■ How to complete this task
From the first line of the data below through the line holding "use crate::error::BillingResult;", write out each line exactly as it stands.

■ Raw data
-=-=-=-=-
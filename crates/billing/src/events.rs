//! Lifecycle events
//!
//! Stripe payloads are decoded into a small envelope and then narrowed to the
//! handful of event kinds the reconciler acts on. Expandable references
//! (`customer`, `subscription`) may arrive either as a bare id or as an
//! expanded object, both are accepted.

use serde::Deserialize;
use serde_json::Value;

use crate::error::BillingResult;

/// Stripe event type names the reconciler acts on
pub mod event_types {
    pub const CHECKOUT_COMPLETED: &str = "checkout.session.completed";
    pub const PAYMENT_INTENT_SUCCEEDED: &str = "payment_intent.succeeded";
    pub const INVOICE_PAYMENT_SUCCEEDED: &str = "invoice.payment_succeeded";
    pub const INVOICE_PAYMENT_FAILED: &str = "invoice.payment_failed";
    pub const SUBSCRIPTION_DELETED: &str = "customer.subscription.deleted";
}

/// Raw webhook envelope (`{"id", "type", "created", "data": {"object": ...}}`)
#[derive(Debug, Clone, Deserialize)]
pub struct WebhookEnvelope {
    pub id: String,
    #[serde(rename = "type")]
    pub event_type: String,
    #[serde(default)]
    pub created: Option<i64>,
    pub data: EnvelopeData,
}

#[derive(Debug, Clone, Deserialize)]
pub struct EnvelopeData {
    pub object: Value,
}

/// Purchase details carried in checkout session / payment intent metadata
#[derive(Debug, Clone, Default, PartialEq, Eq)]
pub struct PurchaseDetails {
    /// Raw `metadata.user_id`
    pub account_ref: Option<String>,
    /// Raw `metadata.plan_type`
    pub plan_tag: Option<String>,
    /// `metadata.auto_renew == "true"`
    pub auto_renew: bool,
    pub subscription_ref: Option<String>,
    pub customer_ref: Option<String>,
}

/// A verified processor event, narrowed to what the reconciler understands
#[derive(Debug, Clone, PartialEq, Eq)]
pub enum LifecycleEvent {
    CheckoutCompleted(PurchaseDetails),
    OneTimePaymentSucceeded(PurchaseDetails),
    InvoicePaymentSucceeded { subscription_ref: Option<String> },
    InvoicePaymentFailed { subscription_ref: Option<String> },
    SubscriptionCancelled { subscription_ref: Option<String> },
    Unhandled { event_type: String },
}

impl LifecycleEvent {
    /// Stripe name of the event kind (`"unhandled"` events keep their own name)
    pub fn type_name(&self) -> &str {
        match self {
            Self::CheckoutCompleted(_) => event_types::CHECKOUT_COMPLETED,
            Self::OneTimePaymentSucceeded(_) => event_types::PAYMENT_INTENT_SUCCEEDED,
            Self::InvoicePaymentSucceeded { .. } => event_types::INVOICE_PAYMENT_SUCCEEDED,
            Self::InvoicePaymentFailed { .. } => event_types::INVOICE_PAYMENT_FAILED,
            Self::SubscriptionCancelled { .. } => event_types::SUBSCRIPTION_DELETED,
            Self::Unhandled { event_type } => event_type,
        }
    }

    /// Narrow an envelope to a lifecycle event
    pub fn from_envelope(envelope: &WebhookEnvelope) -> Self {
        let object = &envelope.data.object;
        match envelope.event_type.as_str() {
            event_types::CHECKOUT_COMPLETED => {
                Self::CheckoutCompleted(purchase_details(object, true))
            }
            event_types::PAYMENT_INTENT_SUCCEEDED => {
                Self::OneTimePaymentSucceeded(purchase_details(object, false))
            }
            event_types::INVOICE_PAYMENT_SUCCEEDED => Self::InvoicePaymentSucceeded {
                subscription_ref: invoice_subscription(object),
            },
            event_types::INVOICE_PAYMENT_FAILED => Self::InvoicePaymentFailed {
                subscription_ref: invoice_subscription(object),
            },
            event_types::SUBSCRIPTION_DELETED => Self::SubscriptionCancelled {
                subscription_ref: string_field(object, "id"),
            },
            other => Self::Unhandled {
                event_type: other.to_string(),
            },
        }
    }
}

/// An envelope paired with its narrowed lifecycle event
#[derive(Debug, Clone)]
pub struct ProcessorEvent {
    pub id: String,
    pub created: Option<i64>,
    pub lifecycle: LifecycleEvent,
}

impl ProcessorEvent {
    pub fn parse(payload: &str) -> BillingResult<Self> {
        let envelope: WebhookEnvelope = serde_json::from_str(payload)?;
        Ok(Self::from(envelope))
    }
}

impl From<WebhookEnvelope> for ProcessorEvent {
    fn from(envelope: WebhookEnvelope) -> Self {
        let lifecycle = LifecycleEvent::from_envelope(&envelope);
        Self {
            id: envelope.id,
            created: envelope.created,
            lifecycle,
        }
    }
}

fn purchase_details(object: &Value, with_subscription: bool) -> PurchaseDetails {
    let metadata = object.get("metadata");
    let meta = |key: &str| {
        metadata
            .and_then(|m| m.get(key))
            .and_then(Value::as_str)
            .filter(|v| !v.trim().is_empty())
            .map(str::to_string)
    };

    PurchaseDetails {
        account_ref: meta("user_id"),
        plan_tag: meta("plan_type"),
        auto_renew: meta("auto_renew").as_deref() == Some("true"),
        subscription_ref: if with_subscription {
            expandable_id(object.get("subscription"))
        } else {
            None
        },
        customer_ref: expandable_id(object.get("customer")),
    }
}

/// `invoice.subscription`, or `invoice.parent.subscription_details.subscription`
/// on newer API versions
fn invoice_subscription(invoice: &Value) -> Option<String> {
    expandable_id(invoice.get("subscription")).or_else(|| {
        expandable_id(
            invoice
                .get("parent")
                .and_then(|p| p.get("subscription_details"))
                .and_then(|d| d.get("subscription")),
        )
    })
}

fn string_field(object: &Value, key: &str) -> Option<String> {
    object
        .get(key)
        .and_then(Value::as_str)
        .filter(|v| !v.is_empty())
        .map(str::to_string)
}

/// Id of an expandable field: either `"sub_123"` or `{"id": "sub_123", ...}`
fn expandable_id(value: Option<&Value>) -> Option<String> {
    match value? {
        Value::String(id) if !id.is_empty() => Some(id.clone()),
        obj @ Value::Object(_) => string_field(obj, "id"),
        _ => None,
    }
}

#[cfg(test)]
mod tests {
    use super::*;
    use serde_json::json;

    fn envelope(event_type: &str, object: Value) -> WebhookEnvelope {
        serde_json::from_value(json!({
            "id": "evt_test",
            "type": event_type,
            "created": 1_700_000_000,
            "data": { "object": object }
        }))
        .unwrap()
    }

    #[test]
    fn test_checkout_session_metadata() {
        let env = envelope(
            "checkout.session.completed",
            json!({
                "id": "cs_1",
                "subscription": "sub_1",
                "customer": { "id": "cus_1", "object": "customer" },
                "metadata": { "user_id": "u1", "plan_type": "annual", "auto_renew": "true" }
            }),
        );

        assert_eq!(
            LifecycleEvent::from_envelope(&env),
            LifecycleEvent::CheckoutCompleted(PurchaseDetails {
                account_ref: Some("u1".into()),
                plan_tag: Some("annual".into()),
                auto_renew: true,
                subscription_ref: Some("sub_1".into()),
                customer_ref: Some("cus_1".into()),
            })
        );
    }

    #[test]
    fn test_payment_intent_never_carries_subscription() {
        let env = envelope(
            "payment_intent.succeeded",
            json!({
                "id": "pi_1",
                "subscription": "sub_should_be_ignored",
                "customer": "cus_1",
                "metadata": { "user_id": "u1", "plan_type": "monthly" }
            }),
        );

        match LifecycleEvent::from_envelope(&env) {
            LifecycleEvent::OneTimePaymentSucceeded(details) => {
                assert_eq!(details.subscription_ref, None);
                assert_eq!(details.customer_ref.as_deref(), Some("cus_1"));
                assert!(!details.auto_renew);
            }
            other => panic!("unexpected event {:?}", other),
        }
    }

    #[test]
    fn test_missing_metadata_yields_empty_linkage() {
        let env = envelope("checkout.session.completed", json!({ "id": "cs_1" }));
        match LifecycleEvent::from_envelope(&env) {
            LifecycleEvent::CheckoutCompleted(details) => {
                assert_eq!(details, PurchaseDetails::default());
            }
            other => panic!("unexpected event {:?}", other),
        }
    }

    #[test]
    fn test_invoice_subscription_ref_variants() {
        let legacy = envelope("invoice.payment_failed", json!({ "subscription": "sub_1" }));
        assert_eq!(
            LifecycleEvent::from_envelope(&legacy),
            LifecycleEvent::InvoicePaymentFailed {
                subscription_ref: Some("sub_1".into())
            }
        );

        let nested = envelope(
            "invoice.payment_succeeded",
            json!({ "parent": { "subscription_details": { "subscription": "sub_2" } } }),
        );
        assert_eq!(
            LifecycleEvent::from_envelope(&nested),
            LifecycleEvent::InvoicePaymentSucceeded {
                subscription_ref: Some("sub_2".into())
            }
        );

        let none = envelope("invoice.payment_succeeded", json!({ "subscription": null }));
        assert_eq!(
            LifecycleEvent::from_envelope(&none),
            LifecycleEvent::InvoicePaymentSucceeded {
                subscription_ref: None
            }
        );
    }

    #[test]
    fn test_subscription_deleted_uses_object_id() {
        let env = envelope("customer.subscription.deleted", json!({ "id": "sub_9" }));
        assert_eq!(
            LifecycleEvent::from_envelope(&env),
            LifecycleEvent::SubscriptionCancelled {
                subscription_ref: Some("sub_9".into())
            }
        );
    }

    #[test]
    fn test_unknown_event_is_unhandled() {
        let env = envelope("customer.created", json!({ "id": "cus_1" }));
        let event = LifecycleEvent::from_envelope(&env);
        assert_eq!(
            event,
            LifecycleEvent::Unhandled {
                event_type: "customer.created".into()
            }
        );
        assert_eq!(event.type_name(), "customer.created");
    }

    #[test]
    fn test_parse_rejects_non_event_json() {
        assert!(ProcessorEvent::parse("{\"hello\": 1}").is_err());
        assert!(ProcessorEvent::parse("not json").is_err());
    }
}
-=-=-=-=-
■ The answer
filename crates/billing/src/events.rs
//! Lifecycle events
//!
//! Stripe payloads are decoded into a small envelope and then narrowed to the
//! handful of event kinds the reconciler acts on. Expandable references
//! (`customer`, `subscription`) may arrive either as a bare id or as an
//! expanded object, both are accepted.

use serde::Deserialize;
use serde_json::Value;

use crate::error::BillingResult;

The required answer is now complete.